### [Task details]
Your task is to copy every line of the records below that contains "match".

[Data entries]
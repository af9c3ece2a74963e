#![allow(dead_code)]

use std::collections::hash_map::DefaultHasher;
use std::collections::{BTreeMap, BTreeSet};
use std::hash::{Hash, Hasher};
use std::sync::Mutex;

use async_trait::async_trait;
use base64::Engine;
use blogpost_sync_core::contract::{
    ContentEncoding, EntryKind, FileContent, RepoEntry, Repository,
};
use blogpost_sync_core::SyncError;
use reqwest::Url;

/// In-memory repository: a flat map of file paths plus explicitly created folders.
///
/// Files are served base64-encoded with line wrapping, the way GitHub does.
#[derive(Default)]
pub struct MemoryRepository {
    files: Mutex<BTreeMap<String, String>>,
    dirs: Mutex<BTreeSet<String>>,
    pub listed: Mutex<Vec<String>>,
    pub writes: Mutex<Vec<String>>,
    /// Paths served with a payload that is not valid base64.
    corrupt: Mutex<BTreeSet<String>>,
    /// Paths another writer creates just before we do.
    raced: Mutex<BTreeSet<String>>,
}

pub fn sha_of(content: &str) -> String {
    let mut hasher = DefaultHasher::new();
    content.hash(&mut hasher);
    format!("{:016x}", hasher.finish())
}

impl MemoryRepository {
    pub fn new() -> Self {
        Self::default()
    }

    pub fn with_file(self, path: &str, content: &str) -> Self {
        self.put(path, content);
        self
    }

    /// Add a file whose content cannot be decoded when read back.
    pub fn with_corrupt_file(self, path: &str) -> Self {
        self.put(path, "");
        self.corrupt.lock().unwrap().insert(path.to_string());
        self
    }

    /// Make the next create of `path` lose to a concurrent writer.
    pub fn with_create_race(self, path: &str) -> Self {
        self.raced.lock().unwrap().insert(path.to_string());
        self
    }

    pub fn with_dir(self, path: &str) -> Self {
        self.dirs.lock().unwrap().insert(path.to_string());
        self
    }

    /// Write a file behind the back of any record that already read it.
    pub fn put(&self, path: &str, content: &str) {
        self.files
            .lock()
            .unwrap()
            .insert(path.to_string(), content.to_string());
    }

    pub fn file(&self, path: &str) -> Option<String> {
        self.files.lock().unwrap().get(path).cloned()
    }

    pub fn write_count(&self) -> usize {
        self.writes.lock().unwrap().len()
    }

    fn children(&self, folder: &str) -> Vec<RepoEntry> {
        let prefix = if folder.is_empty() {
            String::new()
        } else {
            format!("{folder}/")
        };
        let mut out: BTreeMap<String, RepoEntry> = BTreeMap::new();

        let files = self.files.lock().unwrap();
        let dirs = self.dirs.lock().unwrap();
        let paths = files
            .keys()
            .map(|p| (p.clone(), true))
            .chain(dirs.iter().map(|p| (p.clone(), false)));

        for (path, is_file) in paths {
            let Some(rest) = path.strip_prefix(&prefix) else {
                continue;
            };
            if rest.is_empty() {
                continue;
            }
            let (name, nested) = match rest.split_once('/') {
                Some((head, _)) => (head, true),
                None => (rest, false),
            };
            let full = format!("{prefix}{name}");
            let kind = if nested || !is_file {
                EntryKind::Directory
            } else {
                EntryKind::File
            };
            let sha = match kind {
                EntryKind::File => sha_of(&files[&full]),
                EntryKind::Directory => sha_of(&format!("tree:{full}")),
            };
            out.entry(name.to_string()).or_insert(RepoEntry {
                name: name.to_string(),
                path: full,
                kind,
                sha,
            });
        }
        out.into_values().collect()
    }
}

fn wrap_base64(content: &str) -> String {
    let encoded = base64::engine::general_purpose::STANDARD.encode(content.as_bytes());
    encoded
        .as_bytes()
        .chunks(60)
        .map(|chunk| String::from_utf8_lossy(chunk).into_owned())
        .collect::<Vec<_>>()
        .join("\n")
}

#[async_trait]
impl Repository for MemoryRepository {
    async fn list_folder(&self, path: &str) -> Result<Vec<RepoEntry>, SyncError> {
        self.listed.lock().unwrap().push(path.to_string());
        Ok(self.children(path))
    }

    async fn read_file(&self, path: &str) -> Result<FileContent, SyncError> {
        let content = self
            .file(path)
            .ok_or_else(|| SyncError::NotFound(path.to_string()))?;
        let encoded = if self.corrupt.lock().unwrap().contains(path) {
            "!!!not base64".to_string()
        } else {
            wrap_base64(&content)
        };
        Ok(FileContent {
            path: path.to_string(),
            content: encoded,
            encoding: ContentEncoding::Base64,
            sha: sha_of(&content),
        })
    }

    async fn create_file(
        &self,
        path: &str,
        _message: &str,
        content: &str,
    ) -> Result<String, SyncError> {
        if self.raced.lock().unwrap().remove(path) {
            self.put(path, "{}");
        }
        if self.file(path).is_some() {
            return Err(SyncError::Conflict {
                path: path.to_string(),
            });
        }
        self.writes.lock().unwrap().push(path.to_string());
        self.put(path, content);
        Ok(sha_of(content))
    }

    async fn update_file(
        &self,
        path: &str,
        _message: &str,
        content: &str,
        expected_sha: &str,
    ) -> Result<String, SyncError> {
        let current = self
            .file(path)
            .ok_or_else(|| SyncError::NotFound(path.to_string()))?;
        if sha_of(&current) != expected_sha {
            return Err(SyncError::Conflict {
                path: path.to_string(),
            });
        }
        self.writes.lock().unwrap().push(path.to_string());
        self.put(path, content);
        Ok(sha_of(content))
    }

    fn content_base_url(&self, folder: &str) -> Result<Url, SyncError> {
        Url::parse(&format!(
            "https://raw.githubusercontent.com/org/repo/main/{folder}/"
        ))
        .map_err(|e| SyncError::InvalidUrl(e.to_string()))
    }
}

### [Solution to the problem]
            let (name, nested) = match rest.split_once('/') {
            let sha = match kind {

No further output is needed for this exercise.